Okay, so there are no vampires and precious few atoms here. But since, so far as I’ve been able to determine, the original Italian version features neither any heirs of Satan (“L’Erede di Satana”) nor anybody named Seddok, the conspicuously inappropriate English-language title takes on its own twisted sort of propriety. Nor, as I’m sure you’ve noticed just from reading the above synopsis, does either title come close to exhausting the supply of things that are wrong with this movie. To put it bluntly, Atom-Age Vampire is everything a 1960’s audience would have pictured when they thought about shitty Italian horror movies. The dubbing is haphazard, the English-language dialogue is ridiculous, and the voiceover actors always seem to be overemoting in a slightly different direction from the performers whose voices they replaced.

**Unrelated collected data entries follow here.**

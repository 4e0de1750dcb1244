use anyhow::{anyhow, Context, Result};
use arrow::{
    array::{ArrayRef, Float64Array, TimestampMillisecondArray},
    datatypes::{DataType, Field, Schema, TimeUnit},
    record_batch::RecordBatch,
};
use std::{collections::BTreeMap, sync::Arc, time::Instant};
use tracing::debug;

use crate::dataset::column::{numeric_values, timestamp_millis};

/// Group `batch` by `date_column` and sum `metric_column`.
///
/// One row per distinct non-null date, ascending. Null metric cells are
/// skipped, so a date whose cells are all null sums to 0. Dates with no rows
/// are not emitted.
pub fn aggregate_sum(batch: &RecordBatch, date_column: &str, metric_column: &str) -> Result<RecordBatch> {
    let start = Instant::now();
    let dates = batch
        .column_by_name(date_column)
        .ok_or_else(|| anyhow!("date column `{}` not found", date_column))?;
    let metric = batch
        .column_by_name(metric_column)
        .ok_or_else(|| anyhow!("metric column `{}` not found", metric_column))?;

    let dates = timestamp_millis(dates.as_ref())
        .with_context(|| format!("reading date column `{}`", date_column))?;
    let values = numeric_values(metric.as_ref())
        .with_context(|| format!("metric column `{}` is not numeric", metric_column))?;

    let mut sums: BTreeMap<i64, f64> = BTreeMap::new();
    for (date, value) in dates.into_iter().zip(values) {
        let Some(date) = date else { continue };
        let sum = sums.entry(date).or_insert(0.0);
        if let Some(v) = value {
            *sum += v;
        }
    }

    let schema = Arc::new(Schema::new(vec![
        Field::new(date_column, DataType::Timestamp(TimeUnit::Millisecond, None), false),
        Field::new(metric_column, DataType::Float64, false),
    ]));
    let out = RecordBatch::try_new(
        schema,
        vec![
            Arc::new(TimestampMillisecondArray::from_iter_values(sums.keys().copied())) as ArrayRef,
            Arc::new(Float64Array::from_iter_values(sums.values().copied())),
        ],
    )
    .context("building aggregate batch")?;

    debug!(
        metric = metric_column,
        groups = out.num_rows(),
        elapsed = ?start.elapsed(),
        "aggregated"
    );
    Ok(out)
}
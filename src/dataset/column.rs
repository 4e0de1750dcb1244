//! Row-level access to the handful of column encodings the loader produces.

use anyhow::{anyhow, bail, Result};
use arrow::{
    array::{Array, AsArray, BooleanArray, Float64Array, StringArray},
    compute::cast,
    datatypes::{DataType, Float64Type, Int32Type, TimeUnit, TimestampMillisecondType},
    util::display::{ArrayFormatter, FormatOptions},
};
use std::collections::BTreeSet;

fn is_text_dictionary(data_type: &DataType) -> bool {
    matches!(
        data_type,
        DataType::Dictionary(k, v) if k.as_ref() == &DataType::Int32 && v.as_ref() == &DataType::Utf8
    )
}

/// Evaluate `pred` over the text form of every row. Null rows never match.
///
/// Dictionary columns evaluate the predicate once per distinct value.
pub fn match_text(array: &dyn Array, mut pred: impl FnMut(&str) -> bool) -> Result<BooleanArray> {
    match array.data_type() {
        DataType::Utf8 => Ok(array
            .as_string::<i32>()
            .iter()
            .map(|v| Some(v.is_some_and(&mut pred)))
            .collect()),
        dt if is_text_dictionary(dt) => {
            let dict = array.as_dictionary::<Int32Type>();
            let hits: Vec<bool> = dict
                .values()
                .as_string::<i32>()
                .iter()
                .map(|v| v.is_some_and(&mut pred))
                .collect();
            Ok(dict
                .keys()
                .iter()
                .map(|k| Some(k.is_some_and(|k| hits[k as usize])))
                .collect())
        }
        _ => {
            let formatter = ArrayFormatter::try_new(array, &FormatOptions::default())?;
            Ok((0..array.len())
                .map(|i| Some(array.is_valid(i) && pred(&formatter.value(i).to_string())))
                .collect())
        }
    }
}

/// Sorted distinct non-null values, rendered as text.
pub fn distinct_text(array: &dyn Array) -> Result<Vec<String>> {
    let mut out = BTreeSet::new();
    match array.data_type() {
        DataType::Utf8 => {
            out.extend(array.as_string::<i32>().iter().flatten().map(str::to_string));
        }
        dt if is_text_dictionary(dt) => {
            let dict = array.as_dictionary::<Int32Type>();
            let values = dict.values().as_string::<i32>();
            for key in dict.keys().iter().flatten() {
                if values.is_valid(key as usize) {
                    out.insert(values.value(key as usize).to_string());
                }
            }
        }
        _ => {
            let formatter = ArrayFormatter::try_new(array, &FormatOptions::default())?;
            for i in 0..array.len() {
                if array.is_valid(i) {
                    out.insert(formatter.value(i).to_string());
                }
            }
        }
    }
    Ok(out.into_iter().collect())
}

/// Per-row text, `None` for nulls.
pub fn text_cells(array: &dyn Array) -> Result<Vec<Option<String>>> {
    let formatter = ArrayFormatter::try_new(array, &FormatOptions::default())?;
    Ok((0..array.len())
        .map(|i| array.is_valid(i).then(|| formatter.value(i).to_string()))
        .collect())
}

/// Decode a metric column into floats.
///
/// Dictionary-encoded numbers are unpacked; dictionary-encoded text must parse
/// as numbers in full. Plain text is rejected.
pub fn numeric_values(array: &dyn Array) -> Result<Vec<Option<f64>>> {
    match array.data_type() {
        DataType::Float64 => Ok(array.as_primitive::<Float64Type>().iter().collect()),
        DataType::Null => Ok(vec![None; array.len()]),
        dt if dt.is_numeric() => {
            let floats = cast(array, &DataType::Float64)?;
            Ok(floats.as_primitive::<Float64Type>().iter().collect())
        }
        DataType::Dictionary(k, v) if k.as_ref() == &DataType::Int32 => {
            let dict = array.as_dictionary::<Int32Type>();
            match v.as_ref() {
                DataType::Float64 => {
                    let typed = dict
                        .downcast_dict::<Float64Array>()
                        .ok_or_else(|| anyhow!("dictionary values are not Float64"))?;
                    Ok(typed.into_iter().collect())
                }
                DataType::Utf8 => {
                    let typed = dict
                        .downcast_dict::<StringArray>()
                        .ok_or_else(|| anyhow!("dictionary values are not Utf8"))?;
                    typed
                        .into_iter()
                        .map(|v| {
                            v.map(|s| {
                                s.trim()
                                    .parse::<f64>()
                                    .map_err(|_| anyhow!("value {:?} is not numeric", s))
                            })
                            .transpose()
                        })
                        .collect()
                }
                other => bail!("cannot sum a categorical column of {}", other),
            }
        }
        other => bail!("cannot sum a column of type {}", other),
    }
}

/// Millisecond timestamps of a date column.
pub fn timestamp_millis(array: &dyn Array) -> Result<Vec<Option<i64>>> {
    match array.data_type() {
        DataType::Timestamp(TimeUnit::Millisecond, _) => Ok(array
            .as_primitive::<TimestampMillisecondType>()
            .iter()
            .collect()),
        other => bail!("column of type {} is not a date column", other),
    }
}
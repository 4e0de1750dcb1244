pub mod config;
pub mod dashboard;
pub mod dataset;
pub mod fetch;
pub mod load;
pub mod query;

#[cfg(test)]
pub(crate) mod test_support;
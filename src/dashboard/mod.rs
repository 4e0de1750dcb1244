// src/dashboard/mod.rs
use serde::Serialize;
use std::{convert::Infallible, sync::Arc, time::Instant};
use tracing::{info, warn};
use warp::{reject::Rejection, reply::Reply, Filter};

use crate::{dataset::Dataset, query::Classification};

pub mod view;

pub use view::{build_dashboard, dashboard_options, DashboardOptions, DashboardQuery, DashboardView};

const INDEX_HTML: &str = include_str!("index.html");
const SERVICE_NAME: &str = "fii-dashboard";

/// Everything the handlers read. Built once, shared read-only.
pub struct AppState {
    pub dataset: Dataset,
    pub classification: Classification,
}

#[derive(Serialize)]
struct ErrorResponse {
    error: String,
    details: Option<String>,
}

impl ErrorResponse {
    fn reply(error: &str, details: impl std::fmt::Display) -> warp::reply::Json {
        warp::reply::json(&ErrorResponse {
            error: error.to_string(),
            details: Some(details.to_string()),
        })
    }
}

fn with_state(
    state: Arc<AppState>,
) -> impl Filter<Extract = (Arc<AppState>,), Error = Infallible> + Clone {
    warp::any().map(move || state.clone())
}

async fn health_check() -> Result<impl Reply, Rejection> {
    Ok(warp::reply::json(&serde_json::json!({
        "status": "healthy",
        "service": SERVICE_NAME
    })))
}

async fn options_handler(state: Arc<AppState>) -> Result<impl Reply, Rejection> {
    match tokio::task::spawn_blocking(move || dashboard_options(&state.dataset)).await {
        Ok(Ok(opts)) => Ok(warp::reply::json(&opts)),
        Ok(Err(e)) => {
            warn!(error = %format!("{:#}", e), "listing options failed");
            Ok(ErrorResponse::reply("Options failed", format!("{:#}", e)))
        }
        Err(e) => Ok(ErrorResponse::reply("Options task failed", e)),
    }
}

async fn dashboard_handler(query: DashboardQuery, state: Arc<AppState>) -> Result<impl Reply, Rejection> {
    let start = Instant::now();
    info!(?query, "dashboard request");

    let result = tokio::task::spawn_blocking(move || {
        build_dashboard(&state.dataset, &state.classification, &query)
    })
    .await;

    match result {
        Ok(Ok(view)) => {
            info!(
                rows = view.rows,
                sections = view.sections.len(),
                elapsed = ?start.elapsed(),
                "dashboard reply"
            );
            Ok(warp::reply::json(&view))
        }
        Ok(Err(e)) => {
            warn!(error = %format!("{:#}", e), elapsed = ?start.elapsed(), "dashboard failed");
            Ok(ErrorResponse::reply("Dashboard failed", format!("{:#}", e)))
        }
        Err(e) => Ok(ErrorResponse::reply("Dashboard task failed", e)),
    }
}

/// All HTTP routes of the dashboard service.
pub fn routes(
    state: Arc<AppState>,
) -> impl Filter<Extract = (impl Reply,), Error = Rejection> + Clone {
    let health = warp::path("health")
        .and(warp::path::end())
        .and(warp::get())
        .and_then(health_check);

    let options = warp::path!("api" / "options")
        .and(warp::get())
        .and(with_state(state.clone()))
        .and_then(options_handler);

    let dashboard = warp::path!("api" / "dashboard")
        .and(warp::get())
        .and(warp::query::<DashboardQuery>())
        .and(with_state(state))
        .and_then(dashboard_handler);

    let index = warp::path::end()
        .and(warp::get())
        .map(|| warp::reply::html(INDEX_HTML));

    health.or(options).or(dashboard).or(index)
}

#[cfg(test)]
mod tests {
    use super::*;
    use crate::dashboard::view::tests::fixture;
    use serde_json::Value;
    use warp::http::StatusCode;

    fn state() -> (tempfile::TempDir, Arc<AppState>) {
        let (dir, dataset) = fixture();
        let state = Arc::new(AppState {
            dataset,
            classification: Classification::default(),
        });
        (dir, state)
    }

    #[tokio::test]
    async fn health_reports_the_service() {
        let (_dir, state) = state();
        let resp = warp::test::request()
            .method("GET")
            .path("/health")
            .reply(&routes(state))
            .await;
        assert_eq!(resp.status(), StatusCode::OK);
        let body: Value = serde_json::from_slice(resp.body()).unwrap();
        assert_eq!(body["status"], "healthy");
        assert_eq!(body["service"], SERVICE_NAME);
    }

    #[tokio::test]
    async fn options_and_dashboard_round_trip() {
        let (_dir, state) = state();
        let api = routes(state);

        let resp = warp::test::request().path("/api/options").reply(&api).await;
        assert_eq!(resp.status(), StatusCode::OK);
        let opts: Value = serde_json::from_slice(resp.body()).unwrap();
        assert_eq!(opts["default_year"], 2024);
        assert_eq!(opts["funds"], serde_json::json!(["aa", "bb"]));

        let resp = warp::test::request()
            .path("/api/dashboard?date_col=Data_Referencia&funds=aa,bb&year=2023")
            .reply(&api)
            .await;
        assert_eq!(resp.status(), StatusCode::OK);
        let view: Value = serde_json::from_slice(resp.body()).unwrap();
        assert_eq!(view["rows"], 3);
        assert_eq!(view["sections"][0]["group"], "portfolio");
        assert_eq!(view["sections"][0]["charts"][0]["kind"], "line");
        assert_eq!(view["sections"][0]["charts"][0]["points"][0]["date"], "2023-03-31");
    }

    #[tokio::test]
    async fn missing_parameters_yield_notices() {
        let (_dir, state) = state();
        let resp = warp::test::request()
            .path("/api/dashboard")
            .reply(&routes(state))
            .await;
        assert_eq!(resp.status(), StatusCode::OK);
        let view: Value = serde_json::from_slice(resp.body()).unwrap();
        assert_eq!(view["notices"][0]["level"], "warning");
        assert_eq!(view["sections"], serde_json::json!([]));
    }

    #[tokio::test]
    async fn index_page_is_served() {
        let (_dir, state) = state();
        let resp = warp::test::request().path("/").reply(&routes(state)).await;
        assert_eq!(resp.status(), StatusCode::OK);
        assert!(std::str::from_utf8(resp.body()).unwrap().contains("/api/dashboard"));
    }
}
// src/fetch/urls.rs
use anyhow::{bail, Context, Result};
use once_cell::sync::Lazy;
use reqwest::Client;
use scraper::{Html, Selector};
use tracing::{debug, info};
use url::Url;

/// CVM directory listing of the quarterly FII reports.
pub const DEFAULT_BASE_URL: &str = "https://dados.cvm.gov.br/dados/FII/DOC/INF_TRIMESTRAL/DADOS/";

pub const ARCHIVE_SUFFIX: &str = ".zip";

static LINK_SELECTOR: Lazy<Selector> =
    Lazy::new(|| Selector::parse("a[href]").expect("CSS selector for links should be valid"));

pub fn is_archive_href(href: &str) -> bool {
    href.to_lowercase().ends_with(ARCHIVE_SUFFIX)
}

/// Every anchor `href` ending in `.zip` (any case), in page order.
pub fn parse_archive_links(html: &str) -> Vec<String> {
    Html::parse_document(html)
        .select(&LINK_SELECTOR)
        .filter_map(|e| e.value().attr("href"))
        .filter(|href| is_archive_href(href))
        .map(str::to_string)
        .collect()
}

/// GET the listing page at `base` and return the archive hrefs it links to.
/// An empty listing is an error.
pub async fn list_available_archives(client: &Client, base: &Url) -> Result<Vec<String>> {
    let html = client
        .get(base.clone())
        .send()
        .await
        .with_context(|| format!("GET {}", base))?
        .error_for_status()?
        .text()
        .await
        .with_context(|| format!("reading body from {}", base))?;

    let links = parse_archive_links(&html);
    debug!(?links, "archive links");
    if links.is_empty() {
        bail!("no {} archives listed at {}", ARCHIVE_SUFFIX, base);
    }
    info!(count = links.len(), %base, "listed archives");
    Ok(links)
}
use anyhow::{Context, Result};
use arrow::{
    array::{new_null_array, ArrayRef},
    compute::{cast, concat_batches},
    datatypes::{DataType, Field, Schema, SchemaRef},
    record_batch::RecordBatch,
};
use std::{collections::HashMap, sync::Arc};
use tracing::debug;

/// Resolve the type of a column seen with two different types in two files.
fn merge_types(a: &DataType, b: &DataType) -> DataType {
    match (a, b) {
        (a, b) if a == b => a.clone(),
        (DataType::Null, other) | (other, DataType::Null) => other.clone(),
        _ => DataType::Utf8,
    }
}

/// Build the schema covering every column of every batch, in first-seen order.
pub fn union_schema(batches: &[RecordBatch]) -> SchemaRef {
    let mut order: Vec<String> = Vec::new();
    let mut types: HashMap<String, DataType> = HashMap::new();

    for batch in batches {
        for field in batch.schema().fields() {
            match types.get(field.name()) {
                None => {
                    order.push(field.name().clone());
                    types.insert(field.name().clone(), field.data_type().clone());
                }
                Some(existing) => {
                    let merged = merge_types(existing, field.data_type());
                    if &merged != existing {
                        debug!(column = %field.name(), from = ?existing, to = ?merged, "widening column type");
                    }
                    types.insert(field.name().clone(), merged);
                }
            }
        }
    }

    let fields: Vec<Field> = order
        .iter()
        .map(|name| {
            let ty = match &types[name] {
                // never populated anywhere: keep as text so it stays filterable
                DataType::Null => DataType::Utf8,
                other => other.clone(),
            };
            Field::new(name, ty, true)
        })
        .collect();
    Arc::new(Schema::new(fields))
}

/// Reshape `batch` to `schema`: missing columns are null, others are cast.
fn conform(batch: &RecordBatch, schema: &SchemaRef) -> Result<RecordBatch> {
    let rows = batch.num_rows();
    let columns = schema
        .fields()
        .iter()
        .map(|field| -> Result<ArrayRef> {
            match batch.column_by_name(field.name()) {
                Some(col) if col.data_type() == field.data_type() => Ok(col.clone()),
                Some(col) if col.data_type() == &DataType::Null => {
                    Ok(new_null_array(field.data_type(), rows))
                }
                Some(col) => cast(col, field.data_type())
                    .with_context(|| format!("casting column `{}`", field.name())),
                None => Ok(new_null_array(field.data_type(), rows)),
            }
        })
        .collect::<Result<Vec<_>>>()?;

    RecordBatch::try_new(schema.clone(), columns).context("conforming batch to union schema")
}

/// Concatenate per-file batches whose column sets differ.
/// Zero batches give an empty table with no columns.
pub fn union_batches(batches: &[RecordBatch]) -> Result<RecordBatch> {
    if batches.is_empty() {
        return Ok(RecordBatch::new_empty(Arc::new(Schema::empty())));
    }

    let schema = union_schema(batches);
    let conformed = batches
        .iter()
        .map(|b| conform(b, &schema))
        .collect::<Result<Vec<_>>>()?;

    concat_batches(&schema, &conformed).context("concatenating file batches")
}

With so much footage missing, it’s impossible to be certain who deserves what share of the blame for the erratic pace and nonsensical editing of the American prints, but it’s equally impossible to ignore those defects when watching the US edit. The series of dissolves whereby Jeanette’s face grows back is quite well executed for the time, but Dr. Levin’s transformation scenes are laughable in the extreme. (Of course, it doesn’t help that the design for the monster makeup is laughable in the extreme to begin with.) And of the greatest importance, the story is simply insane. While it hypothetically explains why Levin dug that tunnel out of his cellar when we later see him using it to facilitate his murder spree, that explanation ignores the niggling little point that Levin doesn’t encounter the setback that leads him to begin killing until a couple of days after he takes up basement mining in his spare time. Neither of Levin’s stated reasons for turning himself into a monster make any kind of sense; why making himself ugly should magically enhance his bravery is beyond me, and a killer ape is an obviously terrible alibi, despite what fifteen years’ worth of Boris Karloff, Bela Lugosi, and Lionel Atwill movies would have you believe. Pierre’s ongoing habit of hanging out with upscale go-go dancers is awfully difficult to square with his supposedly all-consuming desire to find his ex-girlfriend, and is even harder to square with the reason he broke up with her all those months ago. If you enjoy this kind of junk, then you should enjoy Atom-Age Vampire immensely. If you don’t, then hey— that’s your loss, pal.